Tools provide a layer of abstraction over the data, and as such, while they allow us access to information within these data structures (or files) in a much more timely manner than if we were to attempt to do so manually, they also tend to separate us from the data...if we allow this to happen. For many of the more popular data structures or sources available, there are likely multiple tools that can be used to display information from those sources. But the questions then become, (a) do you understand the data source(s) being parsed, and (b) do you know what the tool is doing to parse those data structures? Is the tool using an MS API to parse the data, or is it doing so on a binary level?
A great example of this is what many of us will remember seeing when we have extracted Windows XP Event Logs from an image and attempted to open them in the Event Viewer on our analysis system. In some cases, we'd see a message that told us that the Event Log was corrupted.
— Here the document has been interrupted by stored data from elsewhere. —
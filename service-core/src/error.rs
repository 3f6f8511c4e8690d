use axum::{
    Json,
    http::StatusCode,
    response::{IntoResponse, Response},
};
use serde::Serialize;
use thiserror::Error;

#[derive(Debug, Error)]
pub enum AppError {
    #[error("{0}")]
    ValidationError(#[from] validator::ValidationErrors),

    #[error("{0}")]
    BadRequest(anyhow::Error),

    #[error("{0}")]
    PayloadTooLarge(String),

    #[error("{0}")]
    UnsupportedMediaType(String),

    /// Failure reported by an upstream collaborator; the message is relayed to the caller.
    #[error("{0}")]
    Upstream(String),

    #[error("Internal server error: {0}")]
    InternalError(#[from] anyhow::Error),

    #[error("Service Unavailable")]
    ServiceUnavailable,

    #[error("Configuration error: {0}")]
    ConfigError(anyhow::Error),
}

impl From<config::ConfigError> for AppError {
    fn from(err: config::ConfigError) -> Self {
        AppError::ConfigError(anyhow::Error::new(err))
    }
}

impl From<std::io::Error> for AppError {
    fn from(err: std::io::Error) -> Self {
        AppError::InternalError(anyhow::Error::new(err))
    }
}

impl AppError {
    pub fn status(&self) -> StatusCode {
        match self {
            AppError::ValidationError(_) | AppError::BadRequest(_) => StatusCode::BAD_REQUEST,
            AppError::PayloadTooLarge(_) => StatusCode::PAYLOAD_TOO_LARGE,
            AppError::UnsupportedMediaType(_) => StatusCode::UNSUPPORTED_MEDIA_TYPE,
            AppError::Upstream(_) | AppError::InternalError(_) | AppError::ConfigError(_) => {
                StatusCode::INTERNAL_SERVER_ERROR
            }
            AppError::ServiceUnavailable => StatusCode::SERVICE_UNAVAILABLE,
        }
    }
}

impl IntoResponse for AppError {
    fn into_response(self) -> Response {
        #[derive(Serialize)]
        struct ErrorResponse {
            message: String,
        }

        let status = self.status();
        let message = match self {
            AppError::InternalError(err) => {
                tracing::error!(error = ?err, "Internal server error");
                "Internal server error".to_string()
            }
            AppError::ConfigError(err) => {
                tracing::error!(error = %err, "Configuration error");
                "Configuration error".to_string()
            }
            AppError::ServiceUnavailable => "Service unavailable".to_string(),
            other => other.to_string(),
        };

        (status, Json(ErrorResponse { message })).into_response()
    }
}
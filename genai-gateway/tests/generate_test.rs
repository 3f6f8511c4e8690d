mod common;

use axum::http::StatusCode;
use common::{file_part, jpeg_bytes, test_config, TestApp, TEST_MODEL};
use genai_gateway::config::{DEFAULT_AUDIO_PROMPT, DEFAULT_DOCUMENT_PROMPT};
use genai_gateway::services::providers::mock::{MockBehavior, MockTextProvider};
use genai_gateway::services::providers::{ContentPart, ProviderError};
use reqwest::multipart::Form;
use serde_json::json;
use std::time::Duration;

#[tokio::test]
async fn generate_text_relays_provider_output() {
    let app = TestApp::spawn(MockTextProvider::replying("Hello!")).await;

    let response = app.post_text(json!({ "prompt": "Say hello" })).await;

    assert_eq!(response.status(), StatusCode::OK);
    let body: serde_json::Value = response.json().await.expect("Failed to parse JSON");
    assert_eq!(body, json!({ "result": "Hello!" }));

    let calls = app.provider.calls().await;
    assert_eq!(calls.len(), 1);
    assert_eq!(calls[0].model, TEST_MODEL);
    assert_eq!(calls[0].parts, vec![ContentPart::text("Say hello")]);
}

#[tokio::test]
async fn generate_text_reports_provider_failure_as_500() {
    let app = TestApp::spawn(MockTextProvider::failing(ProviderError::NetworkError(
        "connection reset".to_string(),
    )))
    .await;

    let response = app.post_text(json!({ "prompt": "Say hello" })).await;

    assert_eq!(response.status(), StatusCode::INTERNAL_SERVER_ERROR);
    let body: serde_json::Value = response.json().await.expect("Failed to parse JSON");
    assert_eq!(body["message"], "Network error: connection reset");
}

#[tokio::test]
async fn generate_text_rejects_missing_or_blank_prompt() {
    let app = TestApp::spawn(MockTextProvider::replying("unused")).await;

    for body in [json!({}), json!({ "prompt": "" }), json!({ "prompt": "   " })] {
        let response = app.post_text(body).await;
        assert_eq!(response.status(), StatusCode::BAD_REQUEST);
        let body: serde_json::Value = response.json().await.expect("Failed to parse JSON");
        assert!(body["message"].is_string());
    }

    assert!(app.provider.calls().await.is_empty());
}

#[tokio::test]
async fn generate_text_rejects_malformed_json_with_json_error() {
    let app = TestApp::spawn(MockTextProvider::replying("unused")).await;

    let response = app
        .client
        .post(format!("{}/generate-text", app.address))
        .header("content-type", "application/json")
        .body("{not json")
        .send()
        .await
        .expect("Failed to execute request.");

    assert_eq!(response.status(), StatusCode::BAD_REQUEST);
    let body: serde_json::Value = response.json().await.expect("Failed to parse JSON");
    assert!(body["message"].is_string());
}

#[tokio::test]
async fn image_without_prompt_relays_provider_error_message() {
    let app = TestApp::spawn(MockTextProvider::failing(ProviderError::api(
        429,
        "quota exceeded",
    )))
    .await;

    let form = Form::new().part("image", file_part(jpeg_bytes(), "photo.jpg", "image/jpeg"));
    let response = app.post_form("/generate-from-image", form).await;

    assert_eq!(response.status(), StatusCode::INTERNAL_SERVER_ERROR);
    let body: serde_json::Value = response.json().await.expect("Failed to parse JSON");
    assert_eq!(body, json!({ "message": "quota exceeded" }));

    let calls = app.provider.calls().await;
    assert_eq!(calls.len(), 1);
    assert_eq!(calls[0].parts.len(), 1);
    assert!(!calls[0].parts[0].is_text());
}

#[tokio::test]
async fn image_with_prompt_sends_text_then_inline_data() {
    let app = TestApp::spawn(MockTextProvider::replying("A small cat.")).await;

    let form = Form::new()
        .text("prompt", "What is in this picture?")
        .part("image", file_part(jpeg_bytes(), "photo.jpg", "image/jpeg"));
    let response = app.post_form("/generate-from-image", form).await;

    assert_eq!(response.status(), StatusCode::OK);
    let body: serde_json::Value = response.json().await.expect("Failed to parse JSON");
    assert!(!body["result"].as_str().unwrap_or_default().is_empty());

    let calls = app.provider.calls().await;
    let parts = &calls[0].parts;
    assert_eq!(parts.len(), 2);
    assert_eq!(parts[0], ContentPart::text("What is in this picture?"));
    match &parts[1] {
        ContentPart::InlineData { inline_data } => {
            assert_eq!(inline_data.mime_type, "image/jpeg");
            assert_eq!(inline_data.decode().unwrap(), jpeg_bytes());
        }
        other => panic!("expected inline data, got {:?}", other),
    }
}

#[tokio::test]
async fn document_without_prompt_uses_summary_default() {
    let app = TestApp::spawn(MockTextProvider::replying("Summary.")).await;

    let form = Form::new().part(
        "document",
        file_part(b"%PDF-1.4 minimal".to_vec(), "report.pdf", "application/pdf"),
    );
    let response = app.post_form("/generate-from-document", form).await;

    assert_eq!(response.status(), StatusCode::OK);

    let calls = app.provider.calls().await;
    assert_eq!(calls[0].parts.len(), 2);
    assert_eq!(calls[0].parts[0], ContentPart::text(DEFAULT_DOCUMENT_PROMPT));
}

#[tokio::test]
async fn audio_without_prompt_uses_transcript_default() {
    let app = TestApp::spawn(MockTextProvider::replying("Transcript.")).await;

    let form = Form::new().part(
        "audio",
        file_part(vec![0x49, 0x44, 0x33, 0x03], "memo.mp3", "audio/mpeg"),
    );
    let response = app.post_form("/generate-from-audio", form).await;

    assert_eq!(response.status(), StatusCode::OK);

    let calls = app.provider.calls().await;
    assert_eq!(calls[0].parts[0], ContentPart::text(DEFAULT_AUDIO_PROMPT));
    match &calls[0].parts[1] {
        ContentPart::InlineData { inline_data } => assert_eq!(inline_data.mime_type, "audio/mpeg"),
        other => panic!("expected inline data, got {:?}", other),
    }
}

#[tokio::test]
async fn media_endpoint_without_attachment_is_client_error() {
    let app = TestApp::spawn(MockTextProvider::replying("unused")).await;

    let form = Form::new().text("prompt", "Summarize please");
    let response = app.post_form("/generate-from-document", form).await;

    assert_eq!(response.status(), StatusCode::BAD_REQUEST);
    let body: serde_json::Value = response.json().await.expect("Failed to parse JSON");
    assert_eq!(body["message"], "missing `document` file");
    assert!(app.provider.calls().await.is_empty());
}

#[tokio::test]
async fn media_endpoint_rejects_wrong_media_type() {
    let app = TestApp::spawn(MockTextProvider::replying("unused")).await;

    let form = Form::new().part("audio", file_part(jpeg_bytes(), "photo.jpg", "image/jpeg"));
    let response = app.post_form("/generate-from-audio", form).await;

    assert_eq!(response.status(), StatusCode::UNSUPPORTED_MEDIA_TYPE);
    assert!(app.provider.calls().await.is_empty());
}

#[tokio::test]
async fn media_endpoint_rejects_oversized_attachment() {
    let mut config = test_config();
    config.limits.max_attachment_bytes = 16;
    let app = TestApp::spawn_with_config(config, MockTextProvider::replying("unused")).await;

    let form = Form::new().part("image", file_part(vec![0xAB; 64], "big.png", "image/png"));
    let response = app.post_form("/generate-from-image", form).await;

    assert_eq!(response.status(), StatusCode::PAYLOAD_TOO_LARGE);
    assert!(app.provider.calls().await.is_empty());
}

#[tokio::test]
async fn media_endpoint_rejects_duplicate_attachment() {
    let app = TestApp::spawn(MockTextProvider::replying("unused")).await;

    let form = Form::new()
        .part("image", file_part(jpeg_bytes(), "first.jpg", "image/jpeg"))
        .part("image", file_part(jpeg_bytes(), "second.jpg", "image/jpeg"));
    let response = app.post_form("/generate-from-image", form).await;

    assert_eq!(response.status(), StatusCode::BAD_REQUEST);
    let body: serde_json::Value = response.json().await.expect("Failed to parse JSON");
    assert_eq!(body["message"], "only one `image` file may be uploaded");
    assert!(app.provider.calls().await.is_empty());
}

#[tokio::test]
async fn generate_text_rejects_oversized_body() {
    let mut config = test_config();
    config.limits.max_attachment_bytes = 16;
    let app = TestApp::spawn_with_config(config, MockTextProvider::replying("unused")).await;

    let prompt = "a".repeat(2 * 1024 * 1024);
    let response = app.post_text(json!({ "prompt": prompt })).await;

    assert_eq!(response.status(), StatusCode::PAYLOAD_TOO_LARGE);
    let body: serde_json::Value = response.json().await.expect("Failed to parse JSON");
    assert!(body["message"].is_string());
    assert!(app.provider.calls().await.is_empty());
}

#[tokio::test]
async fn media_endpoint_rejects_non_multipart_body() {
    let app = TestApp::spawn(MockTextProvider::replying("unused")).await;

    let response = app
        .client
        .post(format!("{}/generate-from-image", app.address))
        .json(&json!({ "prompt": "hi" }))
        .send()
        .await
        .expect("Failed to execute request.");

    assert_eq!(response.status(), StatusCode::BAD_REQUEST);
    let body: serde_json::Value = response.json().await.expect("Failed to parse JSON");
    assert!(body["message"].is_string());
}

#[tokio::test]
async fn hung_provider_times_out_as_server_error() {
    let mut config = test_config();
    config.provider.timeout = Duration::from_millis(50);
    let app = TestApp::spawn_with_config(config, MockTextProvider::new(MockBehavior::Hang)).await;

    let response = app.post_text(json!({ "prompt": "Say hello" })).await;

    assert_eq!(response.status(), StatusCode::INTERNAL_SERVER_ERROR);
    let body: serde_json::Value = response.json().await.expect("Failed to parse JSON");
    assert!(body["message"]
        .as_str()
        .unwrap_or_default()
        .contains("did not respond"));
}

#[tokio::test]
async fn hidden_provider_errors_are_masked() {
    let mut config = test_config();
    config.provider.expose_errors = false;
    let app = TestApp::spawn_with_config(
        config,
        MockTextProvider::failing(ProviderError::api(403, "API key sk-123 revoked")),
    )
    .await;

    let response = app.post_text(json!({ "prompt": "Say hello" })).await;

    assert_eq!(response.status(), StatusCode::INTERNAL_SERVER_ERROR);
    let body: serde_json::Value = response.json().await.expect("Failed to parse JSON");
    assert_eq!(body, json!({ "message": "Generation failed" }));
}

#[tokio::test]
async fn concurrent_requests_are_independent() {
    let app = TestApp::spawn(MockTextProvider::replying("ok")).await;

    let requests = (0..8).map(|i| app.post_text(json!({ "prompt": format!("prompt {}", i) })));
    let responses = futures::future::join_all(requests).await;

    assert!(responses.iter().all(|r| r.status() == StatusCode::OK));
    assert_eq!(app.provider.calls().await.len(), 8);
}
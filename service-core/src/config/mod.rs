use crate::error::AppError;
use config::{Config as Cfg, File};
use serde::Deserialize;

#[derive(Debug, Deserialize, Clone)]
pub struct Config {
    #[serde(default = "default_port")]
    pub port: u16,
    #[serde(default = "default_log_level")]
    pub log_level: String,
}

fn default_port() -> u16 {
    3000
}

fn default_log_level() -> String {
    "info".to_string()
}

impl Config {
    pub fn load() -> Result<Self, AppError> {
        dotenvy::dotenv().ok();

        let config = Cfg::builder()
            .add_source(File::with_name("configuration").required(false))
            .add_source(config::Environment::with_prefix("APP").separator("__"))
            .build()?;

        Ok(config.try_deserialize()?)
    }
}
use genai_gateway::config::GatewayConfig;
use genai_gateway::services::metrics::init_metrics;
use genai_gateway::startup::Application;
use service_core::observability::init_tracing;

#[tokio::main]
async fn main() -> std::io::Result<()> {
    let config = GatewayConfig::load().map_err(|e| {
        eprintln!("Failed to load configuration: {}", e);
        std::io::Error::other(format!("Configuration error: {}", e))
    })?;

    init_tracing(
        "genai-gateway",
        &config.common.log_level,
        config.otlp_endpoint.as_deref(),
    );

    init_metrics().map_err(|e| {
        tracing::error!("Failed to initialize metrics: {}", e);
        std::io::Error::other(format!("Metrics error: {}", e))
    })?;

    let app = Application::build(config).await.map_err(|e| {
        tracing::error!("Failed to build application: {}", e);
        std::io::Error::other(format!("Startup error: {}", e))
    })?;

    app.run_until_stopped().await
}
However, it was very often the case that the file wasn't actually corrupted, but instead that our analysis system did not have the appropriate message DLLs installed for some of the records. Microsoft does, however, provide very clear and detailed definitions of the Event Log structures, and as such, tools that do not use the Windows API to parse the Event Log files can be used to much greater effect, to include parsing individual records from unallocated space. This could not be done without an understanding of the data structures.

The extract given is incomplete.